La formazione che accompagnerà Alì in questa avventura elettorale consta di 3 donne (Alessandra Bellini, Teresa Ladini e Vanessa Spanò) e 6 uomini (Michele Burzese, Angelo Fiorillo, Aldo Polisena, Michele Pronestì, Antonino Italiano e Michele Galimi) segno evidente di una confermata difficoltà – come peraltro precedentemente rilevato – di comporre la formazione antagonista a Rinascita, che resta favorita per la riconquista alla guida dell’Ente, forte dei risultati delle due ultime consiliature portate a casa.

«Ci siamo messi in gioco per vincere – ha sottolineato Alì – e lo abbiamo fatto con grande convinzione e determinazione. Cercheremo di capitalizzare tutto il malcontento attorno a Rinascita che, a nostro avviso, ha fatto poco o niente di concreto in questi ultimi dieci anni». Ed ancora. «La nostra lista è un mix di giovani, lavoratori, persone umili ma anche gente con esperienza amministrativa. Una formazione pratica di persone che vivono la quotidianità ed i problemi reali di ogni famiglia» ha sottolineato Alì, conscia di dover giocare una partita politica tutta all’attacco trattando problematiche annose che tutt’ora attanagliano la comunità come la carenza idrica e la tassazione sui servizi comunali parlando alla pancia dei cittadini.

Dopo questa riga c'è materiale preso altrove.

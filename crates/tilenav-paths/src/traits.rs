use tilenav_core::{Point, Range, Tilemap};

/// Minimal pathfinding interface: bounds, traversability and adjacency.
pub trait Pather {
    /// Rectangle of cells the search may visit. Cells outside are never
    /// traversable.
    fn bounds(&self) -> Range;

    /// Whether `p` is inside [`bounds`](Self::bounds) and can be entered.
    fn is_traversable(&self, p: Point) -> bool;

    /// Append neighbours of `p` into `buf`. The caller clears `buf` before
    /// calling. Defaults to the traversable orthogonal neighbours in the
    /// order up, right, down, left.
    fn neighbors(&self, p: Point, buf: &mut Vec<Point>) {
        for n in p.neighbors_4() {
            if self.is_traversable(n) {
                buf.push(n);
            }
        }
    }

    /// Every traversable cell, in row-major order.
    fn traversable_cells(&self) -> Vec<Point> {
        self.bounds()
            .iter()
            .filter(|&p| self.is_traversable(p))
            .collect()
    }
}

/// Pather whose cells carry a non-negative entry cost.
pub trait WeightedPather: Pather {
    /// Cost of stepping onto `p`. Must be finite and >= 0.
    fn cost_of(&self, _p: Point) -> f32 {
        1.0
    }

    /// Smallest [`cost_of`](Self::cost_of) over traversable cells. Heuristic
    /// estimates are scaled by this value so they never overestimate.
    fn min_cost(&self) -> f32 {
        1.0
    }
}

impl Pather for Tilemap {
    fn bounds(&self) -> Range {
        Tilemap::bounds(self)
    }

    fn is_traversable(&self, p: Point) -> bool {
        Tilemap::is_traversable(self, p)
    }

    fn neighbors(&self, p: Point, buf: &mut Vec<Point>) {
        Tilemap::neighbors(self, p, buf)
    }

    fn traversable_cells(&self) -> Vec<Point> {
        Tilemap::traversable_cells(self)
    }
}

impl WeightedPather for Tilemap {
    fn cost_of(&self, p: Point) -> f32 {
        Tilemap::cost_of(self, p)
    }

    fn min_cost(&self) -> f32 {
        Tilemap::min_cost(self).unwrap_or(0.0)
    }
}
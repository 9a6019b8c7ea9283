use std::cmp::Ordering;

use tilenav_core::Point;

/// A cell with an associated cost, as reported by the debug accessors.
#[derive(Debug, Clone, Copy, PartialEq)]
#[cfg_attr(feature = "serde", derive(serde::Serialize, serde::Deserialize))]
pub struct PathNode {
    pub pos: Point,
    pub cost: f32,
}

/// Cost of a cell that has not been reached.
pub const UNREACHABLE: f32 = f32::INFINITY;

/// Parent sentinel for cells without a predecessor.
pub(crate) const NO_PARENT: usize = usize::MAX;

// ---------------------------------------------------------------------------
// Per-cell search record
// ---------------------------------------------------------------------------

#[derive(Clone, Copy, Debug, PartialEq, Eq)]
pub(crate) enum NodeState {
    Unvisited,
    Open,
    Settled,
}

/// Search record for one cell. Only meaningful when `generation` matches the
/// engine's current generation; older records read as unvisited.
#[derive(Clone, Debug)]
pub(crate) struct Node {
    pub(crate) g: f32,
    pub(crate) parent: usize,
    pub(crate) generation: u32,
    pub(crate) state: NodeState,
}

impl Default for Node {
    fn default() -> Self {
        Self {
            g: UNREACHABLE,
            parent: NO_PARENT,
            generation: 0,
            state: NodeState::Unvisited,
        }
    }
}

// ---------------------------------------------------------------------------
// Frontier heap entry
// ---------------------------------------------------------------------------

/// Frontier entry ordered so that `BinaryHeap` (a max-heap) pops the lowest
/// priority first, breaking ties by row-major cell order.
#[derive(Clone, Copy, Debug)]
pub(crate) struct NodeRef {
    pub(crate) idx: usize,
    pub(crate) pos: Point,
    /// Accumulated cost when pushed; the entry is stale once the node's `g`
    /// differs.
    pub(crate) g: f32,
    /// `g` plus heuristic estimate.
    pub(crate) f: f32,
}

impl Ord for NodeRef {
    fn cmp(&self, other: &Self) -> Ordering {
        other
            .f
            .total_cmp(&self.f)
            .then_with(|| other.pos.cmp(&self.pos))
            .then_with(|| other.g.total_cmp(&self.g))
    }
}

impl PartialOrd for NodeRef {
    fn partial_cmp(&self, other: &Self) -> Option<Ordering> {
        Some(self.cmp(other))
    }
}

impl PartialEq for NodeRef {
    fn eq(&self, other: &Self) -> bool {
        self.cmp(other) == Ordering::Equal
    }
}

impl Eq for NodeRef {}
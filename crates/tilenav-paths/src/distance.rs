use tilenav_core::Point;

/// Manhattan (L1) distance between two points.
#[inline]
pub fn manhattan(a: Point, b: Point) -> i32 {
    (a.x - b.x).abs() + (a.y - b.y).abs()
}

Due però sono i dati che emergono immediatamente dalla ricognizione dei nomi proposti: il primo è l’assenza compatta di “uomini di partito” nonostante la lista sia capeggiata dalla segretaria locale del Circolo dei democratici e veda, al proprio interno, la presenza dell’evergreen Michele Galimi, vero promotore dello schieramento, già due volte sindaco, e uomo dell’establishment piddino la cui presenza, si sussurra, si è rilevata necessaria per il completamento della lista al minimo. Il secondo è il reclutamento di qualche candidato di un comune viciniore chiamato a sposare la causa di Risveglio, segno che il tempo della disponibilità e dell’abbondanza di aspiranti consiglieri è sostanzialmente finito.

Quanto alla propria candidatura a sindaco Alì ha tenuto a precisare che «il mio nome è stato fatto con insistenza nel corso delle riunioni del fronte civico a cui abbiamo partecipato ma anche da indicazioni pervenute dal mio partito. Ed io dopo un periodo di riflessione e riserva ho accattato la sfida.  Mente chi dice che non abbiamo convocato gli iscritti del Circolo nel quale, tuttavia, devo riconoscere l’esistenza di un certo malcontento da parte di una minoranza». Mal di pancia evidenti se esponenti storici (fratelli Burzese), volti giovani (Michela Chindamo) e valori aggiunti (Giuseppe Longo) si sono, di fatto, defilati e hanno rifiutato di appoggiare la causa di immolarsi al buio per sostenere una campagna elettorale che si preannuncia tutta in salita con la prospettiva, non esaltante, dell’underdog.

«Avevamo il dovere di proseguire il grande lavoro portato avanti, dai banchi dell’opposizione, in Consiglio comunale» ha ripreso Alì che alla domanda se non ci potessero essere altri volti nuovi e spendibili per questa tornata elettorale ha risposto tranchant: «Nonostante il mio duraturo impegno in politica, io stessa sono un volto nuovo: sono donna e non sono mai stata candidata a sindaco e già questa è una novità».  E, sulle voci che danno Risveglio come “lista civetta” ancillare a Rinascita Alì è stata netta: «Pur con tutte le difficoltà, noi corriamo per vincere. Se accadrà, bene, ma se non dovesse accadere non ne faremo un dramma. Noi siamo scesi in campo per combattere questa battaglia politica. In ogni caso, a differenza di altri, saremo presenti in Consiglio comunale».